━━ Record excerpts

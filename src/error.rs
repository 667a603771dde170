use thiserror::Error;

/// Errors raised for malformed input models or unimplemented cost-model
/// combinations. Solver non-convergence is reported through result flags
/// and diagnostics, never through this type.
#[derive(Error, Debug, Clone, PartialEq)]
pub enum Error {
    #[error("more than one slack/reference bus")]
    MultipleReferenceBuses,

    #[error("{kind} {index} references unknown bus {bus}")]
    BusNotFound {
        kind: &'static str,
        index: usize,
        bus: usize,
    },

    #[error("generators mix polynomial and piecewise linear cost models")]
    MixedCostModels,

    #[error("piecewise linear cost objective is not implemented")]
    PwlCostUnimplemented,

    #[error("case contains no buses")]
    NoBuses,
}
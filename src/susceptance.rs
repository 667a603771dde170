use crate::network::{Branch, Network};
use sprs::{CsMat, TriMat};
use std::f64::consts::PI;

/// Reactance substituted for branches with x = 0 to keep the series
/// susceptance finite.
const X_SUBST: f64 = 1e12;

/// Builds the B matrices and phase shift injections for the DC
/// approximation.
///
/// The bus real power injections are related to bus voltage angles by
///     P = Bbus * Va + Pbusinj
/// The real power flows at the from end of the lines are related to the
/// bus voltage angles by
///     Pf = Bsrc * Va + Pfinj
/// Out-of-service branches contribute zero susceptance. Angles are in
/// radians and powers in p.u.
pub fn make_b_dc(net: &Network) -> (CsMat<f64>, CsMat<f64>, Vec<f64>, Vec<f64>) {
    let (nl, nb) = (net.branch.len(), net.bus.len());

    fn br_b(br: &Branch) -> f64 {
        if !br.status {
            return 0.0;
        }
        let x = if br.x != 0.0 { br.x } else { X_SUBST };
        1.0 / x
    }

    // Bsrc such that Bsrc * Va is the vector of real branch powers
    // injected at each branch's "from" bus.
    let mut b_src = TriMat::new((nl, nb));
    let mut b_bus = TriMat::new((nb, nb));
    let mut pfinj = vec![0.0; nl];
    let mut pbusinj = vec![0.0; nb];

    for (i, br) in net.branch.iter().enumerate() {
        let b = br_b(br);
        let (f, t) = (net.bus_position(br.from_bus), net.bus_position(br.to_bus));

        b_src.add_triplet(i, f, b);
        b_src.add_triplet(i, t, -b);

        b_bus.add_triplet(f, f, b);
        b_bus.add_triplet(f, t, -b);
        b_bus.add_triplet(t, f, -b);
        b_bus.add_triplet(t, t, b);

        // Phase shift injected at the from bus and extracted at the to bus.
        let inj = b * (-br.shift * PI / 180.0);
        pfinj[i] = inj;
        pbusinj[f] += inj;
        pbusinj[t] -= inj;
    }

    (b_bus.to_csr(), b_src.to_csr(), pbusinj, pfinj)
}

━━━━

Every line from the data above that contains "kind" must appear in the answer.

    #[error("{kind} {index} references unknown bus {bus}")]
        kind: &'static str,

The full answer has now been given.